The thing about sadness is that you don't deserve it.No one in this entire universe deserves it. But it comes by even though it knows its not invited. It takes a seat inside without us even offering. It then requests several things for its survival,but being the kind soul that you are, you give it all away without hesitation. But hesitate once in a while. Think whether you deserve it. Think whether anyone around you deserves it. The heart is open to all but there might not be enough space to occupy unwanted guests too.

To me,sadness is more intimate than pain and more dangerous too. It eats you up inside. It devours all the love around us. It makes you totally blind to the happiness around you. And your smiles,they slowly suck out the magic from them. When I see someone sad, I have a constant desire to console them but then a kind of function operates inside us where we try to estimate how sad that person is,will our presence console them,or do they need some alone-time. But sometimes I feel my calculations suck so bad like it all gets interchanged and you are left feeling guilty. But the thing is maybe we should shut down that program once in a while and have the freaking guts to go and say "Don't be sad dumb-ass. We'll are there for you." (Okay, maybe not that aggressive because someone might get hurt.), "Its okay.Just don't worry. We are there for you."(That's much better, although the previous one was damn funny.)

And that sad smile that people give when we ask them to just cheer up and smile, it should be abolished. It should be banned and such an expression should be taken away from the whole generation. Its enough to break any beholder's heart into pieces. The sad smile where the lips fail to curve the way they usually do when you smile, the sad smile when your eyes instead of lighting up just flickers for a while, the sad smile that people hate. I don't wanna see your sad smile. I wanna see that 'lighting up the whole room' smile, that 'brush your teeth once in a while' smile, that 'heart racing' smile of yours. I want you to feel happy all the time, every day,every hour,every minute,every second,every milisecond of the day. I want people to be happy just because they are and without any particular reason.

To all people who feel like they don't deserve happiness, you are two hundred percent wrong. Every person in this world deserve happiness but the sadness that exists in this world is fully dependent on our actions. I am sorry but I have to say this. I think karma works well. I mean if you do something really bad, I won't desire that you get hurt really bad or just die, I would wish that you will forget the meaning of happiness. I mean, a rapist doesn't even deserve to be happy. Nor does a murderer or anyone who can destroy people's happiness. I mean how cruel can a person be to see the happiness being sucked out of a person's life. Do you think that they might be able to see everything the same way again? To look at a person and not feel scared? (I am sorry, I got deviated.

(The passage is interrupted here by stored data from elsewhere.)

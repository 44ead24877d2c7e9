use std::fs;
use std::path::{Path, PathBuf};

use crate::error::AuthError;
use crate::session::Credentials;

const DEFAULT_KEYRING_SERVICE: &str = "cohort-cli";
const KEYRING_USER: &str = "session";
const CREDENTIALS_FILE_NAME: &str = "credentials";
const TOKEN_ENV: &str = "COHORT_AUTH__TOKEN";

/// Keychain entry for the session. `COHORT_KEYRING_SERVICE` swaps the service
/// name so tests never touch a real login.
fn keyring_entry() -> Option<keyring::Entry> {
    let service = std::env::var("COHORT_KEYRING_SERVICE")
        .unwrap_or_else(|_| DEFAULT_KEYRING_SERVICE.to_string());
    keyring::Entry::new(&service, KEYRING_USER)
        .inspect_err(|error| tracing::debug!(%error, "keyring unavailable"))
        .ok()
}

fn keyring_credentials() -> Option<Credentials> {
    keyring_entry()?
        .get_password()
        .ok()
        .and_then(|content| Credentials::parse(&content))
}

fn env_credentials() -> Option<Credentials> {
    std::env::var(TOKEN_ENV)
        .ok()
        .and_then(|token| Credentials::parse(&token))
}

fn file_credentials() -> Option<Credentials> {
    credentials_path().ok().and_then(|path| load_file(&path))
}

/// Persist a session in the OS keychain, or in `~/.cohort/credentials` when the
/// keychain refuses it.
///
/// # Errors
///
/// Returns `AuthError::TokenStoreError` if neither store accepts the credentials.
pub fn store(credentials: &Credentials) -> Result<(), AuthError> {
    let serialized = serde_json::to_string(credentials)
        .map_err(|e| AuthError::TokenStoreError(format!("serialize credentials: {e}")))?;

    let saved = keyring_entry().is_some_and(|entry| {
        entry
            .set_password(&serialized)
            .inspect_err(|error| tracing::warn!(%error, "keyring store failed; using credentials file"))
            .is_ok()
    });
    if saved {
        return Ok(());
    }
    store_file(&credentials_path()?, &serialized)
}

/// Stored credentials, checked in order: keychain, `COHORT_AUTH__TOKEN`, credentials file.
#[must_use]
pub fn load() -> Option<Credentials> {
    keyring_credentials()
        .or_else(env_credentials)
        .or_else(file_credentials)
}

/// Forget the session everywhere it may be stored.
///
/// # Errors
///
/// Returns `AuthError::TokenStoreError` if the credentials file cannot be removed.
pub fn delete() -> Result<(), AuthError> {
    if let Some(entry) = keyring_entry() {
        let _ = entry.delete_credential();
    }
    delete_file(&credentials_path()?)
}

/// Where [`load`] would find credentials: `keyring`, `env` or `file`.
#[must_use]
pub fn detect_token_source() -> Option<String> {
    let source = if keyring_credentials().is_some() {
        "keyring"
    } else if env_credentials().is_some() {
        "env"
    } else if file_credentials().is_some() {
        "file"
    } else {
        return None;
    };
    Some(source.to_string())
}

fn credentials_path() -> Result<PathBuf, AuthError> {
    dirs::home_dir()
        .map(|h| h.join(".cohort").join(CREDENTIALS_FILE_NAME))
        .ok_or_else(|| {
            AuthError::TokenStoreError("no home directory for ~/.cohort/credentials".into())
        })
}

fn store_file(path: &Path, content: &str) -> Result<(), AuthError> {
    if let Some(parent) = path.parent() {
        fs::create_dir_all(parent)
            .map_err(|e| AuthError::TokenStoreError(format!("mkdir {}: {e}", parent.display())))?;
        #[cfg(unix)]
        {
            use std::os::unix::fs::PermissionsExt;
            if let Err(e) = fs::set_permissions(parent, fs::Permissions::from_mode(0o700)) {
                tracing::warn!(dir = %parent.display(), error = %e, "cannot restrict credentials dir");
            }
        }
    }
    fs::write(path, content)
        .map_err(|e| AuthError::TokenStoreError(format!("write {}: {e}", path.display())))?;

    #[cfg(unix)]
    {
        use std::os::unix::fs::PermissionsExt;
        fs::set_permissions(path, fs::Permissions::from_mode(0o600))
            .map_err(|e| AuthError::TokenStoreError(format!("chmod {}: {e}", path.display())))?;
    }

    Ok(())
}

fn load_file(path: &Path) -> Option<Credentials> {
    fs::read_to_string(path)
        .ok()
        .and_then(|content| Credentials::parse(&content))
}

fn delete_file(path: &Path) -> Result<(), AuthError> {
    if path.exists() {
        fs::remove_file(path).map_err(|e| {
            AuthError::TokenStoreError(format!("remove {}: {e}", path.display()))
        })?;
    }
    Ok(())
}

#[cfg(test)]
mod tests {
    use super::*;

    fn sample() -> Credentials {
        Credentials {
            access_token: "a.b.c".into(),
            refresh_token: Some("refresh-1".into()),
        }
    }

    #[test]
    fn credentials_path_is_under_home() {
        let path = credentials_path().expect("should resolve");
        assert!(path.ends_with(".cohort/credentials"));
    }

    #[test]
    fn file_store_load_delete_cycle() {
        let tmp = tempfile::TempDir::new().expect("tmp dir");
        let path = tmp.path().join("nested").join("credentials");
        let content = serde_json::to_string(&sample()).expect("serialize");

        store_file(&path, &content).expect("store");
        assert_eq!(load_file(&path), Some(sample()));

        #[cfg(unix)]
        {
            use std::os::unix::fs::PermissionsExt;
            let mode = fs::metadata(&path).expect("metadata").permissions().mode() & 0o777;
            assert_eq!(mode, 0o600, "credentials file should be 0600");
        }

        delete_file(&path).expect("delete");
        assert!(!path.exists());
        delete_file(&path).expect("deleting a missing file is fine");
    }

    #[test]
    fn load_file_ignores_empty_content() {
        let tmp = tempfile::TempDir::new().expect("tmp dir");
        let path = tmp.path().join("credentials");
        fs::write(&path, "   \n  ").expect("write");
        assert!(load_file(&path).is_none(), "whitespace-only should return None");
    }
}
use serde::Serialize;
use serde_json::Value;

use crate::cli::OutputFormat;
use crate::ui;

pub mod table;

/// Render a serializable response to a string in the requested format.
///
/// `Card` is the human default; responses that are not group lists print as
/// `key: value` lines.
pub fn render<T: Serialize>(value: &T, format: OutputFormat) -> anyhow::Result<String> {
    match format {
        OutputFormat::Json => Ok(serde_json::to_string_pretty(value)?),
        OutputFormat::Raw => Ok(serde_json::to_string(value)?),
        OutputFormat::Table => render_table(&serde_json::to_value(value)?),
        OutputFormat::Card => Ok(render_lines(&serde_json::to_value(value)?)),
    }
}

/// Print a serializable response in the requested format.
pub fn output<T: Serialize>(value: &T, format: OutputFormat) -> anyhow::Result<()> {
    let rendered = render(value, format)?;
    println!("{rendered}");
    Ok(())
}

fn table_options() -> table::TableOptions {
    let prefs = ui::prefs();
    table::TableOptions {
        max_width: prefs.term_width,
        color: prefs.table_color,
    }
}

fn render_table(value: &Value) -> anyhow::Result<String> {
    match value {
        Value::Array(items) => Ok(render_array_table(items)),
        Value::Object(map) => {
            let rows = map
                .iter()
                .map(|(key, value)| vec![key.clone(), value_to_cell(value)])
                .collect::<Vec<_>>();
            Ok(table::render_table(&["key", "value"], &rows, table_options()))
        }
        scalar => Ok(table::render_table(
            &["value"],
            &[vec![value_to_cell(scalar)]],
            table_options(),
        )),
    }
}

fn render_array_table(items: &[Value]) -> String {
    if items.is_empty() {
        return String::from("(no rows)");
    }

    if !items.iter().all(Value::is_object) {
        let rows = items
            .iter()
            .map(|item| vec![value_to_cell(item)])
            .collect::<Vec<_>>();
        return table::render_table(&["value"], &rows, table_options());
    }

    let mut headers = Vec::<String>::new();
    for key in items.iter().filter_map(Value::as_object).flat_map(|map| map.keys()) {
        if !headers.contains(key) {
            headers.push(key.clone());
        }
    }

    let header_refs = headers.iter().map(String::as_str).collect::<Vec<_>>();
    let rows = items
        .iter()
        .filter_map(Value::as_object)
        .map(|map| {
            headers
                .iter()
                .map(|header| map.get(header).map_or_else(|| String::from("-"), value_to_cell))
                .collect::<Vec<_>>()
        })
        .collect::<Vec<_>>();

    table::render_table(&header_refs, &rows, table_options())
}

fn render_lines(value: &Value) -> String {
    match value {
        Value::Object(map) => map
            .iter()
            .filter(|(_, value)| !value.is_null())
            .map(|(key, value)| format!("{key}: {}", value_to_cell(value)))
            .collect::<Vec<_>>()
            .join("\n"),
        Value::Array(items) if items.is_empty() => String::from("(none)"),
        Value::Array(items) => items
            .iter()
            .map(render_lines)
            .collect::<Vec<_>>()
            .join("\n\n"),
        scalar => value_to_cell(scalar),
    }
}

fn value_to_cell(value: &Value) -> String {
    match value {
        Value::Null => String::from("null"),
        Value::Bool(v) => v.to_string(),
        Value::Number(v) => v.to_string(),
        Value::String(v) => v.clone(),
        Value::Array(items) if items.iter().all(Value::is_object) => items
            .iter()
            .filter_map(|item| item.get("name").and_then(Value::as_str))
            .collect::<Vec<_>>()
            .join(", "),
        other => serde_json::to_string(other).unwrap_or_else(|_| String::from("<invalid-json>")),
    }
}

I know I am so far-sighted. And I know I make such dumb remedies for stuffs but I am in a state where I am desperate to see people happy.I am so glad that at such an young age itself I came to realise that I deserve all the happiness in the world. Everyone deserves all the happiness in the world. Some don't realise it yet,some are not even acknowledging it,while some ,those who have really suffered a lot,realise it very late, and some still have no idea about it. Maybe its because of the environment I grew up in (Hugely grateful to it ),or maybe it was just me. When I was very young,I used to have these notions that I was not good enough and I don't deserve any happiness in the world. But then later on I decided that I have the power to take over my life, to see things the way I want, to feel the way I want, or in other words 'to stay happy'. And I hope and wish that everyone in the world seserves to feel it.

What I am really trying to say that if you want to eradicate sadness from this world, you have got to stay happy. And if you wanna stay happy, then the world should be a happy place where people care for each other, where crimes don't exist, where life just exists without any terms and conditions. Do happy things,stay happy. If you are happy, make the person next to you happy and let the chain continue. If you are sad,don't worry, we are all there for you supporting you to stay stronger because you'll reach there soon.If you are feeling depressed,you don't have to be because we'll give you a shoulder to cry on and let out your problems,that you'll feel fresh as always. Just don't worry, we are all there for you.

P.S. I am so dumb.Thanks for your time!


P.S. I am so dumb.Thanks for your time!